United Electrical Becomes First US Industrial Union to Endorse Green New Deal and Global Climate Strike

Sunrise NYC, a climate activist group, rallies in front of Senate Minority Leader Chuck Schumer's office in Midtown Manhattan demanding that he support the Green New Deal. (Photo: Gabriele Holtermann-Gorden/Pacific Press/LightRocket via Getty Images)

United Electrical Becomes First US Industrial Union to Endorse Green New Deal and Global Climate Strike

The 35,000-member union called the transformative proposal "our best hope to meet the challenge of climate change while creating millions of good union jobs."

Embracing the Green New Deal as "our best hope to meet the challenge of climate change while creating millions of good union jobs," the United Electrical, Radio, and Machine Workers of America (UE) on Thursday became the first national industrial union to endorse the transformative and broadly popular proposal.

With a resolution adopted at the UE national convention in Pittsburgh, Pennsylvania, the 35,000-member union also endorsed the global climate strikes set to take place next month.

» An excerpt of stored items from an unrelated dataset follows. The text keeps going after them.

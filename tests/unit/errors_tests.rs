/*!
 * Tests for error types and conversions
 */

use eventdesk::errors::{AppError, ProviderError, RecordError, ReportError};
use eventdesk::providers::error_for_status;

#[test]
fn test_providerError_apiError_shouldDisplayStatusAndMessage() {
    let error = ProviderError::ApiError {
        status_code: 502,
        message: "Bad gateway".to_string(),
    };
    let display = format!("{}", error);
    assert!(display.contains("502"));
    assert!(display.contains("Bad gateway"));
}

#[test]
fn test_errorForStatus_shouldClassifyStatusCodes() {
    assert!(matches!(
        error_for_status("OpenAI", 401, "bad key".to_string()),
        ProviderError::AuthenticationError(_)
    ));
    assert!(matches!(
        error_for_status("OpenAI", 403, String::new()),
        ProviderError::AuthenticationError(_)
    ));
    assert!(matches!(
        error_for_status("OpenAI", 429, String::new()),
        ProviderError::RateLimitExceeded(_)
    ));
    assert!(matches!(
        error_for_status("OpenAI", 400, String::new()),
        ProviderError::ApiError { status_code: 400, .. }
    ));
}

#[test]
fn test_providerError_retryable_shouldSkipClientErrors() {
    assert!(ProviderError::RateLimitExceeded("slow down".to_string()).is_retryable());
    assert!(ProviderError::ConnectionError("reset".to_string()).is_retryable());
    assert!(!ProviderError::AuthenticationError("nope".to_string()).is_retryable());
    assert!(
        !ProviderError::ApiError {
            status_code: 404,
            message: String::new(),
        }
        .is_retryable()
    );
    assert!(!ProviderError::EmptyResponse.is_retryable());
}

#[test]
fn test_recordError_notFound_shouldNameEntity() {
    let error = RecordError::not_found("supplier", "ghost");
    assert_eq!(error.to_string(), "supplier not found: ghost");
}

#[test]
fn test_reportError_fromAnyhow_shouldRecoverTypedErrors() {
    let record: anyhow::Error = RecordError::not_found("event", 7).into();
    assert!(matches!(
        ReportError::from(record),
        ReportError::Record(RecordError::NotFound { entity: "event", .. })
    ));

    let provider: anyhow::Error = ProviderError::EmptyResponse.into();
    assert!(matches!(
        ReportError::from(provider),
        ReportError::Provider(ProviderError::EmptyResponse)
    ));

    let other = anyhow::anyhow!("disk full");
    assert!(matches!(ReportError::from(other), ReportError::Storage(_)));
}

#[test]
fn test_appError_fromIoError_shouldBeFileError() {
    let io = std::io::Error::new(std::io::ErrorKind::NotFound, "missing.docx");
    let error = AppError::from(io);
    assert!(matches!(error, AppError::File(_)));
    assert!(error.to_string().contains("missing.docx"));
}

"Millions of workers could be employed strengthening our infrastructure, rebuilding our rail and transit systems, converting to renewable energy sources, protecting against the effects of rising temperatures, and in many other areas."
--UE

"Like the transformation of our manufacturing infrastructure and economy that took place during World War II," reads the resolution, "a just and successful transition to a sustainable industrial and manufacturing base will require massive infusion of federal and state resources, coordination between government, industry and labor, and democratic participation of workers through widespread unionization."

"Millions of workers could be employed strengthening our infrastructure, rebuilding our rail and transit systems, converting to renewable energy sources, protecting against the effects of rising temperatures, and in many other areas," the document continues.

UE's support for the Green New Deal comes after the Service Employees International Union (SEIU) and the Association of Flight Attendants (AFA) endorsed the policy in June, building momentum for a proposal that environmentalists and climate scientists have embraced as a necessary step toward confronting the ecological crisis.

Varshini Prakash, co-founder and executive director of the youth-led Sunrise Movement, emphasized in an address at the UE convention that labor struggles are deeply intertwined with the fight for climate justice.

"The Green New Deal is an economic vision for the 21st century," said Prakash. "We are forcing a departure from 40 years of corporate control of our government, from wage stagnation, from rising levels of wealth inequality. We are moving towards an economic vision for this country that is a courageous and compassionate vision."

Just days before UE endorsed the Green New Deal, the union also voted to back the 2020 presidential campaign of Sen. Bernie Sanders (I-Vt.), who last week unveiled a Green New Deal plan that would aim to create 20 million well-paying union jobs and transition the U.S. to 100 percent renewable energy over a decade.

"When we are in the White House," said Sanders, "we will launch the decade of the Green New Deal, a 10-year mobilization to avert climate catastrophe during which climate change, justice, and equity will be factored into virtually every area of policy."